Mais da metade do STF recebeu verbas acima do teto
Seis dos dez ministros do Supremo Tribunal Federal (STF) receberam valores acima do teto constitucional, que hoje está em R$ 46,3 mil. São eles: Alexandre de Moraes, Kassio Nunes Marques, Luiz Fux, André Mendonça, Flávio Dino e Gilmar Mendes. Os dois últimos ministros são responsáveis por liminares que pretendem barrar os supersalários no judiciário.

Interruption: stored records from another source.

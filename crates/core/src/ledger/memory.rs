//! In-memory ledger store for tests and embedding.
//!
//! A single lock guards all state, so every operation observes and
//! produces a consistent snapshot.

use std::collections::{HashMap, HashSet};
use std::sync::{RwLock, RwLockReadGuard, RwLockWriteGuard};

use async_trait::async_trait;
use chrono::{DateTime, Utc};
use snel_shared::types::{AccountId, EntryId, PageRequest, PageResponse};

use crate::ledger::account::{Account, AccountOwner, AccountStatus};
use crate::ledger::balance::{BalanceSums, PostingSums, StatementPosting, StatementSnapshot};
use crate::ledger::entry::LedgerEntry;
use crate::ledger::error::LedgerError;
use crate::ledger::policy::LedgerPolicy;
use crate::ledger::store::{EntryFilter, LedgerStore};
use crate::ledger::validation::{AccountInfo, PostingValidator};
use crate::workflow::types::WorkflowAction;

#[derive(Debug, Default)]
struct State {
    accounts: HashMap<AccountId, Account>,
    account_numbers: HashMap<String, AccountId>,
    /// Insertion order.
    entries: Vec<LedgerEntry>,
    entry_index: HashMap<EntryId, usize>,
    references: HashSet<String>,
}

impl State {
    fn check_insertable(&self, entry: &LedgerEntry, policy: &LedgerPolicy) -> Result<(), LedgerError> {
        if self.entry_index.contains_key(&entry.id) || self.references.contains(&entry.reference) {
            return Err(LedgerError::Storage(format!(
                "duplicate entry reference {}",
                entry.reference
            )));
        }
        PostingValidator::revalidate_accounts(
            entry,
            |id| self.accounts.get(&id).map(AccountInfo::from),
            policy,
        )?;
        Ok(())
    }

    fn push_entry(&mut self, entry: LedgerEntry) {
        self.entry_index.insert(entry.id, self.entries.len());
        self.references.insert(entry.reference.clone());
        self.entries.push(entry);
    }

    /// Compare-and-swap on the entry status.
    fn guarded_apply(
        &mut self,
        id: EntryId,
        action: &WorkflowAction,
    ) -> Result<&mut LedgerEntry, LedgerError> {
        let idx = *self
            .entry_index
            .get(&id)
            .ok_or(LedgerError::EntryNotFound(id))?;
        let entry = &mut self.entries[idx];
        if entry.status != action.expected_status() {
            return Err(LedgerError::InvalidStateTransition {
                from: entry.status,
                to: action.new_status(),
            });
        }
        entry.apply(action);
        Ok(entry)
    }
}

/// Ledger store held entirely in process memory.
#[derive(Debug, Default)]
pub struct InMemoryLedgerStore {
    state: RwLock<State>,
}

impl InMemoryLedgerStore {
    /// Creates an empty store.
    #[must_use]
    pub fn new() -> Self {
        Self::default()
    }

    /// Number of entries stored.
    ///
    /// # Errors
    ///
    /// Returns `Storage` if the lock is poisoned.
    pub fn entry_count(&self) -> Result<usize, LedgerError> {
        Ok(self.read()?.entries.len())
    }

    fn read(&self) -> Result<RwLockReadGuard<'_, State>, LedgerError> {
        self.state
            .read()
            .map_err(|_| LedgerError::Storage("ledger lock poisoned".to_string()))
    }

    fn write(&self) -> Result<RwLockWriteGuard<'_, State>, LedgerError> {
        self.state
            .write()
            .map_err(|_| LedgerError::Storage("ledger lock poisoned".to_string()))
    }
}

#[async_trait]
impl LedgerStore for InMemoryLedgerStore {
    async fn insert_account_if_absent(&self, account: Account) -> Result<Account, LedgerError> {
        let mut state = self.write()?;
        if let Some(existing) = state
            .account_numbers
            .get(&account.account_number)
            .and_then(|id| state.accounts.get(id))
        {
            return Ok(existing.clone());
        }
        state
            .account_numbers
            .insert(account.account_number.clone(), account.id);
        state.accounts.insert(account.id, account.clone());
        Ok(account)
    }

    async fn find_account(&self, id: AccountId) -> Result<Option<Account>, LedgerError> {
        Ok(self.read()?.accounts.get(&id).cloned())
    }

    async fn find_account_by_number(&self, number: &str) -> Result<Option<Account>, LedgerError> {
        let state = self.read()?;
        Ok(state
            .account_numbers
            .get(number)
            .and_then(|id| state.accounts.get(id))
            .cloned())
    }

    async fn find_accounts(&self, ids: &[AccountId]) -> Result<Vec<Account>, LedgerError> {
        let state = self.read()?;
        Ok(ids
            .iter()
            .filter_map(|id| state.accounts.get(id))
            .cloned()
            .collect())
    }

    async fn accounts_for_owner(&self, owner: AccountOwner) -> Result<Vec<Account>, LedgerError> {
        let state = self.read()?;
        let mut accounts: Vec<_> = state
            .accounts
            .values()
            .filter(|a| a.owner == owner)
            .cloned()
            .collect();
        accounts.sort_by_key(|a| (a.created_at, a.account_number.clone()));
        Ok(accounts)
    }

    async fn set_account_status(
        &self,
        id: AccountId,
        status: AccountStatus,
    ) -> Result<Account, LedgerError> {
        let mut state = self.write()?;
        let account = state
            .accounts
            .get_mut(&id)
            .ok_or(LedgerError::AccountNotFound(id))?;
        account.status = status;
        Ok(account.clone())
    }

    async fn insert_entry(
        &self,
        entry: &LedgerEntry,
        policy: &LedgerPolicy,
    ) -> Result<(), LedgerError> {
        let mut state = self.write()?;
        state.check_insertable(entry, policy)?;
        state.push_entry(entry.clone());
        Ok(())
    }

    async fn find_entry(&self, id: EntryId) -> Result<Option<LedgerEntry>, LedgerError> {
        let state = self.read()?;
        Ok(state
            .entry_index
            .get(&id)
            .map(|idx| state.entries[*idx].clone()))
    }

    async fn transition(
        &self,
        id: EntryId,
        action: &WorkflowAction,
    ) -> Result<LedgerEntry, LedgerError> {
        let mut state = self.write()?;
        state.guarded_apply(id, action).map(|entry| entry.clone())
    }

    async fn reverse(
        &self,
        id: EntryId,
        action: &WorkflowAction,
        correction: &LedgerEntry,
        policy: &LedgerPolicy,
    ) -> Result<LedgerEntry, LedgerError> {
        let mut state = self.write()?;
        // Check both halves before mutating either.
        state.check_insertable(correction, policy)?;
        let original = state.guarded_apply(id, action)?.clone();
        state.push_entry(correction.clone());
        Ok(original)
    }

    async fn balance_sums(&self, account_id: AccountId) -> Result<BalanceSums, LedgerError> {
        let state = self.read()?;
        Ok(BalanceSums::from_entries(&state.entries, account_id))
    }

    async fn statement_snapshot(
        &self,
        account_id: AccountId,
        from: DateTime<Utc>,
        to: DateTime<Utc>,
    ) -> Result<StatementSnapshot, LedgerError> {
        let state = self.read()?;
        let mut snapshot = StatementSnapshot::default();
        for entry in state
            .entries
            .iter()
            .filter(|e| e.status.counts_toward_balance() && e.created_at < to)
        {
            for posting in entry.postings.iter().filter(|p| p.account_id == account_id) {
                if entry.created_at < from {
                    snapshot.opening.add(posting.direction, posting.amount);
                } else {
                    snapshot.postings.push(StatementPosting {
                        entry_id: entry.id,
                        reference: entry.reference.clone(),
                        entry_type: entry.entry_type(),
                        created_at: entry.created_at,
                        direction: posting.direction,
                        amount: posting.amount,
                        description: posting.description.clone(),
                    });
                }
            }
        }
        snapshot.postings.sort_by_key(|p| p.created_at);
        Ok(snapshot)
    }

    async fn list_entries(
        &self,
        filter: &EntryFilter,
        page: PageRequest,
    ) -> Result<PageResponse<LedgerEntry>, LedgerError> {
        let state = self.read()?;
        let mut matching: Vec<&LedgerEntry> =
            state.entries.iter().rev().filter(|e| filter.matches(e)).collect();
        // Stable sort keeps newer insertions first among equal timestamps.
        matching.sort_by(|a, b| b.created_at.cmp(&a.created_at));

        let total = matching.len() as u64;
        let offset = usize::try_from(page.offset()).unwrap_or(usize::MAX);
        let limit = usize::try_from(page.limit()).unwrap_or(usize::MAX);
        let data = matching
            .into_iter()
            .skip(offset)
            .take(limit)
            .cloned()
            .collect();
        Ok(PageResponse::new(data, page, total))
    }

    async fn activity_sums(
        &self,
        accounts: &[AccountId],
        since: DateTime<Utc>,
    ) -> Result<PostingSums, LedgerError> {
        let state = self.read()?;
        let mut sums = PostingSums::default();
        for entry in state
            .entries
            .iter()
            .filter(|e| e.status.counts_toward_balance() && e.created_at >= since)
        {
            for posting in entry
                .postings
                .iter()
                .filter(|p| accounts.contains(&p.account_id))
            {
                sums.add(posting.direction, posting.amount);
            }
        }
        Ok(sums)
    }
}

Durante o período analisado, de 2019 a 2026, os valores extras chegaram a R$ 2,8 milhões decorrentes. Segundo o levantamento da Folha, o ministro Alexandre de Moraes teria recebido a maior quantia. Durante o período, os dados apontam que ele recebeu mais de R$ 1 milhão líquido do Ministério Público de São Paulo (MP-SP) por sua atuação como promotor de Justiça. Atualmente, o magistrado relata dois recursos em tramitação no Supremo sobre simetria entre o Ministério Público e o Judiciário.
Os ministros recebem supersalários por conta de ganhos retroativos. A prática funciona por meio da criação de algum benefício adicional a ser pago e adota o entendimento de que ele retroage até determinada data do passado, o que gera faturas de milhares de reais devidas a um único servidor.
Dino recebeu R$ 106 mil líquidos enquanto ainda era governador do Maranhão, em dezembro de 2020, por conta de retroativos. Já na corte, o ministro embolsou R$ 55 mil líquidos de retroativos, somando-se à remuneração de R$ 24,6 mil como integrante do STF.
Por sua vez, Gilmar Mendes recebeu R$ 880 mil pagos pelo Ministério Público Federal (MPF). O magistrado atuou como procurador da República de 1985 a 1988 e continuou vinculado ao MPF até 2002. Na próxima quarta (25), o julgamento das liminares de Dino e Gilmar acerca dos penduricalhos deverá acontecer na corte.
O levantamento foi feito com informações do Ministério Público e da Advocacia Geral da União (AGU). Não foram encontrados valores extras pagos aos ministros Edson Fachin, Dias Toffoli, Cármen Lúcia e Cristiano Zanin.